Ce séjour parisien marqua sa vie. Il suivit les cours de la Sorbonne
et du Collège de France. Il vit de près les représentants
du romantisme, alors à son apogée. Il se lia étroitement
avec Sainte-Beuve, qui séjournera d'ailleurs chez lui à
Eysins. Après trois mois, il revint en Suisse, plus attaché
que jamais à son pays.
Une chaire à
Lausanne
Il enseigna durant presque trois ans à Neuchâtel, obtenant
un reél succès. Il s'y maria avec une demoiselle d'Aigle,
Caroline Ruchet, elle-même poète et écrivain au délicat
talent.
Il revint alors à Lausanne, où lui fut confiée une
chaire d'histoire, qui n'existait encore qu'à titre provisoire
(la jeunesse lausannoise l'adopte immédiatement comme un de ses
enseignants de choix). Il anima conjointement un organe littéraire,
la Revue Suisse, dont il fut un temps le propriétaire et le rédacteur
et à laquelle collabora Sainte-Beuve par sa "Chronique parisienne".

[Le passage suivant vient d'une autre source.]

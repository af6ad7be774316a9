// Iconsmith - util/mod.rs
//
// Utility modules: error types, named constants, logging setup.
// No dependencies on core, app, or platform layers.

pub mod constants;
pub mod error;
pub mod logging;
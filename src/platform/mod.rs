// Iconsmith - platform/mod.rs
//
// Platform layer: filesystem access and config file loading.
// Must NOT depend on: app.

pub mod config;
pub mod fs;
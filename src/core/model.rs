// Iconsmith - core/model.rs
//
// Core data model types. Pure data definitions with no I/O.
//
// These types are the shared vocabulary across all layers.

use crate::util::constants;
use crate::util::error::ConfigError;
use std::path::{Path, PathBuf};

// =============================================================================
// Size list
// =============================================================================

/// Ordered list of edge lengths embedded in the icon container.
///
/// Guaranteed non-empty, free of duplicates, and within
/// `MIN_RASTER_SIZE..=MAX_ICO_SIZE`. The first entry is the base image.
#[derive(Debug, Clone, PartialEq, Eq)]
pub struct SizeList(Vec<u32>);

impl SizeList {
    /// Validate and wrap a list of sizes, preserving order.
    pub fn new(sizes: Vec<u32>) -> Result<Self, ConfigError> {
        if sizes.is_empty() {
            return Err(ConfigError::EmptySizeList);
        }
        for (i, &size) in sizes.iter().enumerate() {
            if !(constants::MIN_RASTER_SIZE..=constants::MAX_ICO_SIZE).contains(&size) {
                return Err(ConfigError::ValueOutOfRange {
                    field: "sizes".to_string(),
                    value: size.to_string(),
                    expected: format!(
                        "{}-{}",
                        constants::MIN_RASTER_SIZE,
                        constants::MAX_ICO_SIZE
                    ),
                });
            }
            if sizes[..i].contains(&size) {
                return Err(ConfigError::DuplicateSize { size });
            }
        }
        Ok(Self(sizes))
    }

    pub fn as_slice(&self) -> &[u32] {
        &self.0
    }

    /// The base image size (first entry).
    pub fn base(&self) -> u32 {
        self.0[0]
    }

    pub fn len(&self) -> usize {
        self.0.len()
    }

    /// Never true for a list built through `new`.
    pub fn is_empty(&self) -> bool {
        self.0.is_empty()
    }
}

impl Default for SizeList {
    fn default() -> Self {
        Self(constants::DEFAULT_ICO_SIZES.to_vec())
    }
}

// =============================================================================
// Raster image
// =============================================================================

/// A square, straight-alpha RGBA8 bitmap.
///
/// Owned by whichever build step produced it and dropped once encoded.
#[derive(Debug, Clone, PartialEq, Eq)]
pub struct RasterImage {
    /// Edge length in pixels (width == height).
    pub size: u32,

    /// Row-major RGBA bytes, `size * size * 4` long.
    pub rgba: Vec<u8>,
}

impl RasterImage {
    /// Number of bytes a raster of this edge length must hold.
    pub fn expected_len(size: u32) -> usize {
        size as usize * size as usize * 4
    }

    /// RGBA value at `(x, y)`, or `None` outside the image.
    pub fn pixel(&self, x: u32, y: u32) -> Option<[u8; 4]> {
        if x >= self.size || y >= self.size {
            return None;
        }
        let i = (y as usize * self.size as usize + x as usize) * 4;
        self.rgba
            .get(i..i + 4)
            .map(|p| [p[0], p[1], p[2], p[3]])
    }
}

// =============================================================================
// Build plan
// =============================================================================

/// Everything one build run needs to know.
#[derive(Debug, Clone, PartialEq, Eq)]
pub struct BuildPlan {
    /// The SVG to render.
    pub source_path: PathBuf,

    /// Where the multi-resolution ICO is written.
    pub ico_path: PathBuf,

    /// Where the standalone reference PNG is written.
    pub png_path: PathBuf,

    /// Sizes embedded in the ICO, in order.
    pub sizes: SizeList,

    /// Edge length of the reference PNG.
    pub reference_size: u32,
}

impl BuildPlan {
    /// Default plan: `icon.svg` in, `icon.ico` and `icon.png` out, all in `asset_dir`.
    pub fn for_asset_dir(asset_dir: &Path) -> Self {
        Self {
            source_path: asset_dir.join(constants::SOURCE_FILE_NAME),
            ico_path: asset_dir.join(constants::ICO_FILE_NAME),
            png_path: asset_dir.join(constants::PNG_FILE_NAME),
            sizes: SizeList::default(),
            reference_size: constants::DEFAULT_REFERENCE_SIZE,
        }
    }

    /// Check invariants that the type system does not already enforce.
    pub fn validate(&self) -> Result<(), ConfigError> {
        if !(constants::MIN_RASTER_SIZE..=constants::MAX_REFERENCE_SIZE)
            .contains(&self.reference_size)
        {
            return Err(ConfigError::ValueOutOfRange {
                field: "reference_size".to_string(),
                value: self.reference_size.to_string(),
                expected: format!(
                    "{}-{}",
                    constants::MIN_RASTER_SIZE,
                    constants::MAX_REFERENCE_SIZE
                ),
            });
        }
        Ok(())
    }
}

// =============================================================================
// Progress and results
// =============================================================================

/// Progress events emitted while a build runs, in order.
#[derive(Debug, Clone, PartialEq)]
pub enum BuildProgress {
    /// The build has started reading `source`.
    Started { source: PathBuf },

    /// The SVG parsed; these are its intrinsic dimensions.
    SourceLoaded { width: f32, height: f32 },

    /// One container frame has been rendered.
    SizeRendered { size: u32 },

    /// The ICO is on disk.
    ContainerWritten { path: PathBuf, sizes: Vec<u32> },

    /// The reference PNG is on disk.
    ReferenceWritten { path: PathBuf, size: u32 },
}

/// Summary of a successful build.
#[derive(Debug, Clone, PartialEq, Eq)]
pub struct BuildReport {
    pub ico_path: PathBuf,
    pub ico_sizes: Vec<u32>,
    pub ico_bytes: usize,
    pub png_path: PathBuf,
    pub png_size: u32,
    pub png_bytes: usize,
}
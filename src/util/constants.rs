// Iconsmith - util/constants.rs
//
// Single source of truth for all named constants, limits, and defaults.

// =============================================================================
// Application metadata
// =============================================================================

/// Application display name.
pub const APP_NAME: &str = "Iconsmith";

/// Current application version.
pub const APP_VERSION: &str = env!("CARGO_PKG_VERSION");

// =============================================================================
// Asset layout
// =============================================================================

/// Name of the asset directory that sits beside the crate root.
pub const ASSET_DIR_NAME: &str = "public";

/// Vector source file name inside the asset directory.
pub const SOURCE_FILE_NAME: &str = "icon.svg";

/// Multi-resolution icon container file name.
pub const ICO_FILE_NAME: &str = "icon.ico";

/// Reference bitmap file name.
pub const PNG_FILE_NAME: &str = "icon.png";

// =============================================================================
// Raster sizes
// =============================================================================

/// Sizes embedded in the icon container, in container order.
/// The first entry is the base image; the rest are appended frames.
pub const DEFAULT_ICO_SIZES: &[u32] = &[16, 32, 48, 64, 128, 256];

/// Edge length of the standalone reference bitmap.
pub const DEFAULT_REFERENCE_SIZE: u32 = 512;

/// Smallest edge length any raster may have.
pub const MIN_RASTER_SIZE: u32 = 1;

/// Largest edge length an ICO directory entry can describe.
/// The format stores dimensions in one byte, with 0 meaning 256.
pub const MAX_ICO_SIZE: u32 = 256;

/// Upper bound on the reference bitmap edge length.
/// 4096² RGBA is 64 MiB, which is already far beyond any store listing.
pub const MAX_REFERENCE_SIZE: u32 = 4096;

// =============================================================================
// Logging
// =============================================================================

/// Default log level.
pub const DEFAULT_LOG_LEVEL: &str = "info";

/// Log levels accepted in the config file.
pub const VALID_LOG_LEVELS: &[&str] = &["error", "warn", "info", "debug", "trace"];

// =============================================================================
// Configuration
// =============================================================================

/// Configuration file name, looked up in the parent of the asset directory.
pub const CONFIG_FILE_NAME: &str = "iconsmith.toml";

/// Largest config file that will be read.
pub const MAX_CONFIG_FILE_SIZE: u64 = 64 * 1024;

// =============================================================================
// Console guidance
// =============================================================================

/// Command that installs a build with rendering support.
pub const INSTALL_HINT: &str = "cargo install iconsmith --features render";

/// Online converter suggested when the build cannot run.
pub const FALLBACK_CONVERTER_URL: &str = "https://convertio.co/svg-ico/";
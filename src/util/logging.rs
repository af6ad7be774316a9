// Iconsmith - util/logging.rs
//
// Structured logging with runtime-selectable debug mode.
//
// Activation:
//   - Environment variable: RUST_LOG=debug (or trace)
//   - CLI flag: --debug
//   - Config file: [logging] level = "debug"
//
// Output: stderr. Console progress for the user goes to stdout separately.

use tracing_subscriber::EnvFilter;

/// Pick the filter directive for the given inputs.
///
/// Priority: RUST_LOG env var > CLI --debug flag > config level > default "info".
fn filter_directive(env_set: bool, debug_flag: bool, config_level: Option<&str>) -> Option<String> {
    if env_set {
        None
    } else if debug_flag {
        Some("debug".to_string())
    } else {
        Some(
            config_level
                .unwrap_or(super::constants::DEFAULT_LOG_LEVEL)
                .to_string(),
        )
    }
}

/// Initialise the logging subsystem.
///
/// `debug_flag` is true when the user passed --debug on the CLI.
/// `config_level` is the level from iconsmith.toml (if present).
pub fn init(debug_flag: bool, config_level: Option<&str>) {
    let env_set = std::env::var("RUST_LOG").is_ok();
    let filter = match filter_directive(env_set, debug_flag, config_level) {
        None => EnvFilter::from_default_env(),
        Some(directive) => EnvFilter::new(directive),
    };

    // try_init: integration tests may call this more than once per process.
    let _ = tracing_subscriber::fmt()
        .with_env_filter(filter)
        .with_writer(std::io::stderr)
        .with_target(true)
        .with_file(true)
        .with_line_number(true)
        .compact()
        .try_init();

    tracing::debug!(
        app = super::constants::APP_NAME,
        version = super::constants::APP_VERSION,
        "Logging initialised"
    );
}
// Iconsmith - core/mod.rs
//
// Core layer: data model, rasterisation, and in-memory encoders.
// Must NOT depend on: platform, app, or the filesystem.

pub mod container;
pub mod model;
pub mod raster;
pub mod reference;
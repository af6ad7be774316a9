// Iconsmith - util/error.rs
//
// Typed error hierarchy with context-preserving error chains.
// Every failure point of the build has its own variant so callers can tell
// them apart; the binary collapses them into two console tiers.

use std::fmt;
use std::io;
use std::path::PathBuf;

/// Coarse classification of an [`IconError`] used for console reporting.
#[derive(Debug, Clone, Copy, PartialEq, Eq)]
pub enum ErrorTier {
    /// The rasterisation capability is missing from this build.
    EnvironmentUnavailable,
    /// Anything else: reading, parsing, rendering, encoding, writing.
    OperationFailed,
}

/// Top-level error type for all Iconsmith operations.
#[derive(Debug)]
pub enum IconError {
    /// The binary was built without a rasteriser.
    CapabilityUnavailable {
        capability: &'static str,
        feature: &'static str,
    },

    /// The vector source could not be read.
    SourceRead { path: PathBuf, source: io::Error },

    /// The vector source is not a valid SVG document.
    SourceParse { path: PathBuf, reason: String },

    /// Rendering at a particular size failed.
    Rasterize { size: u32, reason: String },

    /// An output could not be encoded.
    Encode {
        path: PathBuf,
        format: &'static str,
        source: EncodeSource,
    },

    /// An encoded output could not be written to disk.
    Write { path: PathBuf, source: io::Error },

    /// The build plan is invalid.
    Config(ConfigError),
}

/// Underlying encoder failure.
#[derive(Debug)]
pub enum EncodeSource {
    /// The ICO encoder reports through `std::io`.
    Io(io::Error),
    /// The PNG encoder.
    Image(image::ImageError),
    /// Pixel buffer does not match the declared dimensions.
    BufferSize { expected: usize, actual: usize },
}

impl IconError {
    /// Which console tier this error belongs to.
    pub fn tier(&self) -> ErrorTier {
        match self {
            Self::CapabilityUnavailable { .. } => ErrorTier::EnvironmentUnavailable,
            _ => ErrorTier::OperationFailed,
        }
    }
}

impl fmt::Display for IconError {
    fn fmt(&self, f: &mut fmt::Formatter<'_>) -> fmt::Result {
        match self {
            Self::CapabilityUnavailable {
                capability,
                feature,
            } => write!(
                f,
                "{capability} is not available in this build (enable the '{feature}' feature)"
            ),
            Self::SourceRead { path, source } => {
                write!(f, "Cannot read '{}': {source}", path.display())
            }
            Self::SourceParse { path, reason } => {
                write!(f, "'{}' is not a valid SVG document: {reason}", path.display())
            }
            Self::Rasterize { size, reason } => {
                write!(f, "Failed to render {size}x{size}: {reason}")
            }
            Self::Encode {
                path,
                format,
                source,
            } => write!(
                f,
                "Failed to encode {format} for '{}': {source}",
                path.display()
            ),
            Self::Write { path, source } => {
                write!(f, "Failed to write '{}': {source}", path.display())
            }
            Self::Config(e) => write!(f, "Configuration error: {e}"),
        }
    }
}

impl std::error::Error for IconError {
    fn source(&self) -> Option<&(dyn std::error::Error + 'static)> {
        match self {
            Self::SourceRead { source, .. } => Some(source),
            Self::Encode { source, .. } => Some(source),
            Self::Write { source, .. } => Some(source),
            Self::Config(e) => Some(e),
            _ => None,
        }
    }
}

impl fmt::Display for EncodeSource {
    fn fmt(&self, f: &mut fmt::Formatter<'_>) -> fmt::Result {
        match self {
            Self::Io(e) => write!(f, "{e}"),
            Self::Image(e) => write!(f, "{e}"),
            Self::BufferSize { expected, actual } => write!(
                f,
                "pixel buffer holds {actual} bytes, expected {expected}"
            ),
        }
    }
}

impl std::error::Error for EncodeSource {
    fn source(&self) -> Option<&(dyn std::error::Error + 'static)> {
        match self {
            Self::Io(e) => Some(e),
            Self::Image(e) => Some(e),
            Self::BufferSize { .. } => None,
        }
    }
}

// ---------------------------------------------------------------------------
// Config errors
// ---------------------------------------------------------------------------

/// Errors related to configuration and build-plan validation.
#[derive(Debug)]
pub enum ConfigError {
    /// TOML parsing failed.
    TomlParse {
        path: PathBuf,
        source: toml::de::Error,
    },

    /// Config file exceeds the maximum allowed size.
    FileTooLarge { path: PathBuf, size: u64, max_size: u64 },

    /// The size list has no entries.
    EmptySizeList,

    /// A size appears more than once in the size list.
    DuplicateSize { size: u32 },

    /// A config value is out of the allowed range.
    ValueOutOfRange {
        field: String,
        value: String,
        expected: String,
    },

    /// I/O error reading config file.
    Io { path: PathBuf, source: io::Error },
}

impl fmt::Display for ConfigError {
    fn fmt(&self, f: &mut fmt::Formatter<'_>) -> fmt::Result {
        match self {
            Self::TomlParse { path, source } => {
                write!(f, "Config parse error '{}': {source}", path.display())
            }
            Self::FileTooLarge {
                path,
                size,
                max_size,
            } => write!(
                f,
                "Config '{}' is {size} bytes, exceeds maximum of {max_size} bytes",
                path.display()
            ),
            Self::EmptySizeList => write!(f, "Size list must contain at least one size"),
            Self::DuplicateSize { size } => {
                write!(f, "Size {size} appears more than once in the size list")
            }
            Self::ValueOutOfRange {
                field,
                value,
                expected,
            } => write!(
                f,
                "'{field}' = '{value}' is out of range. Expected: {expected}"
            ),
            Self::Io { path, source } => {
                write!(f, "Config I/O error '{}': {source}", path.display())
            }
        }
    }
}

impl std::error::Error for ConfigError {
    fn source(&self) -> Option<&(dyn std::error::Error + 'static)> {
        match self {
            Self::TomlParse { source, .. } => Some(source),
            Self::Io { source, .. } => Some(source),
            _ => None,
        }
    }
}

impl From<ConfigError> for IconError {
    fn from(e: ConfigError) -> Self {
        Self::Config(e)
    }
}

/// Convenience type alias for Iconsmith results.
pub type Result<T> = std::result::Result<T, IconError>;
use axum::{
    extract::State,
    http::header,
    response::{Html, IntoResponse, Response},
};

use crate::middleware::BrowserSession;
use crate::router::CoopState;
use crate::session::csrf::issue_or_reuse_csrf_token;
use crate::CoopError;

/// GET / -> home page with the sign-in form.
pub async fn home(
    State(state): State<CoopState>,
    BrowserSession { mut session, jar }: BrowserSession,
) -> Result<Response, CoopError> {
    let token = issue_or_reuse_csrf_token(&mut session)?;
    let html = state.pages.render_index(&token);
    let jar = state.sessions.commit(&mut session, jar).await?;
    Ok((jar, Html(html)).into_response())
}

/// GET /register -> registration form, with the reCAPTCHA widget when configured.
pub async fn register_form(
    State(state): State<CoopState>,
    BrowserSession { mut session, jar }: BrowserSession,
) -> Result<Response, CoopError> {
    let token = issue_or_reuse_csrf_token(&mut session)?;
    let html = state
        .pages
        .render_register(&token, state.membership.recaptcha_site_key());
    let jar = state.sessions.commit(&mut session, jar).await?;
    Ok((jar, Html(html)).into_response())
}

/// GET /signIn -> standalone sign-in form.
pub async fn sign_in_form(
    State(state): State<CoopState>,
    BrowserSession { mut session, jar }: BrowserSession,
) -> Result<Response, CoopError> {
    let token = issue_or_reuse_csrf_token(&mut session)?;
    let html = state.pages.render_sign_in(&token);
    let jar = state.sessions.commit(&mut session, jar).await?;
    Ok((jar, Html(html)).into_response())
}

/// GET /Coop_Membership_Agreement -> agreement source as plain text.
pub async fn agreement(State(state): State<CoopState>) -> impl IntoResponse {
    (
        [(header::CONTENT_TYPE, "text/plain; charset=utf-8")],
        state.pages.agreement.text,
    )
}
use chrono::{DateTime, NaiveDate, Utc};
use serde::{Deserialize, Serialize};
use serde_json::{Map, Value};
use sqlx::FromRow;

#[derive(Debug, Clone, Serialize, Deserialize, PartialEq, FromRow)]
pub struct ConfigEntry {
    pub key: String,
    pub value: String,
}

/// Minimum-age attestation. Only ever "18".
#[derive(Debug, Clone, Copy, PartialEq, Eq, Serialize, Deserialize)]
pub enum MinAge {
    #[serde(rename = "18")]
    Eighteen,
}

impl MinAge {
    pub const fn as_str(&self) -> &'static str {
        match self {
            MinAge::Eighteen => "18",
        }
    }

    pub fn parse(raw: &str) -> Option<Self> {
        (raw == "18").then_some(MinAge::Eighteen)
    }
}

/// Applicant fields ready for insertion; the password is already hashed.
#[derive(Debug, Clone, PartialEq)]
pub struct NewApplicant {
    pub first_name: String,
    pub last_name: String,
    pub email: String,
    pub company_name: Option<String>,
    pub country: String,
    pub min_age: MinAge,
    pub agreement_revision_date: NaiveDate,
    pub password_hash: String,
}

#[derive(Debug, Clone, PartialEq)]
pub struct Applicant {
    pub id: i64,
    pub first_name: String,
    pub last_name: String,
    pub email: String,
    pub company_name: Option<String>,
    pub country: String,
    pub min_age: MinAge,
    pub agreement_revision_date: NaiveDate,
    pub password_hash: String,
    pub created_at: DateTime<Utc>,
}

/// Raw `session` row, decoded.
#[derive(Debug, Clone, PartialEq)]
pub struct SessionRecord {
    pub id: String,
    pub data: Map<String, Value>,
    pub expires_at: DateTime<Utc>,
}
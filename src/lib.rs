pub mod cli;
pub mod config;
pub mod db;
pub mod error;
pub mod handlers;
pub mod middleware;
pub mod pages;
pub mod router;
pub mod service;
pub mod session;
pub mod validation;

pub use error::CoopError;
pub use router::{CoopState, coop_router};
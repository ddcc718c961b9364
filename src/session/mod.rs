//! Server-side sessions keyed by an encrypted cookie.
//!
//! The cookie only carries the session id; state lives in the `session`
//! table. Sessions slide their expiry forward on every commit and are
//! never loaded once expired. A background sweep removes dead rows.

pub mod csrf;

use crate::db::models::SessionRecord;
use crate::db::sessions::SessionStore;
use crate::error::CoopError;
use axum_extra::extract::cookie::{Cookie, PrivateCookieJar, SameSite};
use base64::Engine;
use chrono::{DateTime, Utc};
use rand::{RngCore, rngs::OsRng};
use serde::Serialize;
use serde_json::{Map, Value};
use std::time::Duration;
use tokio::task::JoinHandle;
use tracing::{debug, info, warn};

pub const SESSION_COOKIE: &str = "coop_sid";

const TOKEN_BYTES: usize = 32;

/// 256 bits from the OS RNG, URL-safe base64 without padding.
pub(crate) fn random_token() -> String {
    let mut raw = [0u8; TOKEN_BYTES];
    OsRng.fill_bytes(&mut raw);
    base64::engine::general_purpose::URL_SAFE_NO_PAD.encode(raw)
}

#[derive(Debug, Clone)]
pub struct Session {
    id: String,
    data: Map<String, Value>,
    expires_at: DateTime<Utc>,
    is_new: bool,
}

impl Session {
    fn fresh(ttl: Duration) -> Self {
        Self {
            id: random_token(),
            data: Map::new(),
            expires_at: expiry_from_now(ttl),
            is_new: true,
        }
    }

    fn from_record(record: SessionRecord) -> Self {
        Self {
            id: record.id,
            data: record.data,
            expires_at: record.expires_at,
            is_new: false,
        }
    }

    pub fn id(&self) -> &str {
        &self.id
    }

    /// True until the session is first committed.
    pub fn is_new(&self) -> bool {
        self.is_new
    }

    pub fn get_str(&self, key: &str) -> Option<&str> {
        self.data.get(key).and_then(Value::as_str)
    }

    pub fn insert<T: Serialize>(&mut self, key: &str, value: T) -> Result<(), CoopError> {
        self.data.insert(key.to_string(), serde_json::to_value(value)?);
        Ok(())
    }

    fn to_record(&self) -> SessionRecord {
        SessionRecord {
            id: self.id.clone(),
            data: self.data.clone(),
            expires_at: self.expires_at,
        }
    }
}

#[cfg(test)]
pub(crate) fn test_session() -> Session {
    Session::fresh(Duration::from_secs(60))
}

/// Saturates at the latest representable instant for oversized TTLs.
fn expiry_from_now(ttl: Duration) -> DateTime<Utc> {
    chrono::Duration::from_std(ttl)
        .ok()
        .and_then(|ttl| Utc::now().checked_add_signed(ttl))
        .unwrap_or(DateTime::<Utc>::MAX_UTC)
}

/// Loads, persists and expires sessions.
#[derive(Clone)]
pub struct SessionManager {
    store: SessionStore,
    ttl: Duration,
    secure_cookie: bool,
}

impl SessionManager {
    pub fn new(store: SessionStore, ttl: Duration, secure_cookie: bool) -> Self {
        Self {
            store,
            ttl,
            secure_cookie,
        }
    }

    pub fn store(&self) -> &SessionStore {
        &self.store
    }

    /// Resolve the session referenced by the cookie jar, or start a new one.
    /// New sessions are not written until `commit`.
    pub async fn load_or_create(&self, jar: &PrivateCookieJar) -> Result<Session, CoopError> {
        if let Some(sid) = jar.get(SESSION_COOKIE).map(|c| c.value().to_owned()) {
            if let Some(record) = self.store.load(&sid, Utc::now()).await? {
                return Ok(Session::from_record(record));
            }
            debug!("session cookie refers to an unknown or expired session");
        }
        Ok(Session::fresh(self.ttl))
    }

    /// Extend the expiry, persist the session and (re)issue its cookie.
    pub async fn commit(
        &self,
        session: &mut Session,
        jar: PrivateCookieJar,
    ) -> Result<PrivateCookieJar, CoopError> {
        session.expires_at = expiry_from_now(self.ttl);
        self.store.save(&session.to_record()).await?;
        session.is_new = false;
        Ok(jar.add(self.build_cookie(session.id.clone())))
    }

    /// Move the session to a fresh id, dropping the old row.
    pub async fn rotate(&self, session: &mut Session) -> Result<(), CoopError> {
        let old_id = std::mem::replace(&mut session.id, random_token());
        if !session.is_new {
            self.store.delete(&old_id).await?;
        }
        session.is_new = true;
        Ok(())
    }

    pub async fn sweep_expired(&self) -> Result<u64, CoopError> {
        self.store.delete_expired(Utc::now()).await
    }

    /// Periodically delete expired sessions until the runtime shuts down.
    pub fn spawn_sweeper(&self, every: Duration) -> JoinHandle<()> {
        let manager = self.clone();
        tokio::spawn(async move {
            let mut ticker = tokio::time::interval(every);
            loop {
                ticker.tick().await;
                match manager.sweep_expired().await {
                    Ok(0) => {}
                    Ok(removed) => info!(removed, "swept expired sessions"),
                    Err(e) => warn!(error = %e, "session sweep failed"),
                }
            }
        })
    }

    fn build_cookie(&self, value: String) -> Cookie<'static> {
        let max_age = time::Duration::seconds(i64::try_from(self.ttl.as_secs()).unwrap_or(i64::MAX));
        Cookie::build(Cookie::new(SESSION_COOKIE, value))
            .path("/")
            .http_only(true)
            .secure(self.secure_cookie)
            .same_site(SameSite::Lax)
            .max_age(max_age)
            .build()
    }
}
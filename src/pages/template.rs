//! Minimal mustache-style substitution.
//!
//! `{{name}}` inserts the HTML-escaped value (unknown names render empty).
//! `{{#name}}...{{/name}}` keeps its body only when `name` is non-empty.

use std::collections::BTreeMap;

#[derive(Debug, Default, Clone)]
pub struct RenderContext {
    values: BTreeMap<&'static str, String>,
}

impl RenderContext {
    pub fn new() -> Self {
        Self::default()
    }

    pub fn with(mut self, key: &'static str, value: impl Into<String>) -> Self {
        self.values.insert(key, value.into());
        self
    }

    pub fn with_opt(self, key: &'static str, value: Option<&str>) -> Self {
        match value {
            Some(v) => self.with(key, v),
            None => self,
        }
    }

    pub fn get(&self, key: &str) -> Option<&str> {
        self.values.get(key).map(String::as_str)
    }

    fn is_truthy(&self, key: &str) -> bool {
        self.get(key).is_some_and(|v| !v.is_empty())
    }
}

#[derive(Debug, Clone)]
pub struct Template {
    source: &'static str,
}

impl Template {
    pub const fn new(source: &'static str) -> Self {
        Self { source }
    }

    pub fn render(&self, ctx: &RenderContext) -> String {
        let mut out = String::with_capacity(self.source.len());
        render_into(self.source, ctx, &mut out);
        out
    }
}

fn render_into(src: &str, ctx: &RenderContext, out: &mut String) {
    let mut rest = src;
    while let Some(start) = rest.find("{{") {
        out.push_str(&rest[..start]);
        let after = &rest[start + 2..];
        let Some(end) = after.find("}}") else {
            out.push_str(&rest[start..]);
            return;
        };
        let tag = after[..end].trim();
        rest = &after[end + 2..];

        if let Some(name) = tag.strip_prefix('#') {
            let name = name.trim();
            let close = format!("{{{{/{name}}}}}");
            let (body, tail) = match rest.find(&close) {
                Some(i) => (&rest[..i], &rest[i + close.len()..]),
                None => (rest, ""),
            };
            if ctx.is_truthy(name) {
                render_into(body, ctx, out);
            }
            rest = tail;
        } else if tag.starts_with('/') {
            // unmatched close tag
        } else if let Some(value) = ctx.get(tag) {
            out.push_str(&escape_html(value));
        }
    }
    out.push_str(rest);
}

pub fn escape_html(raw: &str) -> String {
    let mut out = String::with_capacity(raw.len());
    for ch in raw.chars() {
        match ch {
            '&' => out.push_str("&amp;"),
            '<' => out.push_str("&lt;"),
            '>' => out.push_str("&gt;"),
            '"' => out.push_str("&quot;"),
            '\'' => out.push_str("&#x27;"),
            _ => out.push(ch),
        }
    }
    out
}

#[cfg(test)]
mod tests {
    use super::*;

    #[test]
    fn substitutes_and_escapes() {
        let t = Template::new("<p>Hi {{ name }}!</p>");
        let ctx = RenderContext::new().with("name", "<b>Ada</b>");
        assert_eq!(t.render(&ctx), "<p>Hi &lt;b&gt;Ada&lt;/b&gt;!</p>");
    }

    #[test]
    fn unknown_names_render_empty() {
        let t = Template::new("[{{missing}}]");
        assert_eq!(t.render(&RenderContext::new()), "[]");
    }

    #[test]
    fn sections_follow_value_presence() {
        let t = Template::new("a{{#key}}<k>{{key}}</k>{{/key}}b");
        assert_eq!(t.render(&RenderContext::new()), "ab");
        assert_eq!(t.render(&RenderContext::new().with("key", "")), "ab");
        assert_eq!(t.render(&RenderContext::new().with("key", "v")), "a<k>v</k>b");
    }

    #[test]
    fn unterminated_tag_is_left_verbatim() {
        let t = Template::new("x {{oops");
        assert_eq!(t.render(&RenderContext::new()), "x {{oops");
    }

    #[test]
    fn with_opt_skips_none() {
        let ctx = RenderContext::new().with_opt("a", None).with_opt("b", Some("1"));
        assert_eq!(ctx.get("a"), None);
        assert_eq!(ctx.get("b"), Some("1"));
    }
}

Juste Olivier eut là une periode de production féconde et
de travail joyeux. Mais, en 1845, la révolution vaudoise vint brutalement
changer son existence. Après avoir hésité entre divers
projets, il résolut de se fixer à Paris avec l'espoir de
se livrer à une activité littéraire fructueuse. Malheureusement,
la révolution de 1848 remit à nouveau tout en question pour
lui. Devant tant de difficultés, il songea à émigrer
aux Etats-Unis, où l'appelait Agassiz.
Vinrent des moments meilleurs. Il fut notamment maitre de conférence
dans une école d'administration qui devait être rattachée
au Collège de France. Il retourna définitivement à
l'enseignement et eut une période d'intense réflexion qui
se traduisit par une production littéraire célébrant
la famille, la nature, Dieu et la patrie et disséquant la lutte
implacable de la conscience avec l'egoïsme.
Conférencier
et père de la poésie nationale
Eclata la guerre de 1870. Juste Olivier séjournait alors en Suisse
avec sa famille. Ne pouvant rentrer à Paris, il y liquida ses affaires
et se retira à Gryon-sur-Bex. Soucieux de son indépendance,
il se fit conférencier dans les villes de Suisse romande. Ses exposés
étaient moins des cours que des causeries très travaillées
sur des sujets qui l'avaient toujours préoccupé. Certaines
de ses conférences furent faites entièrement en vers...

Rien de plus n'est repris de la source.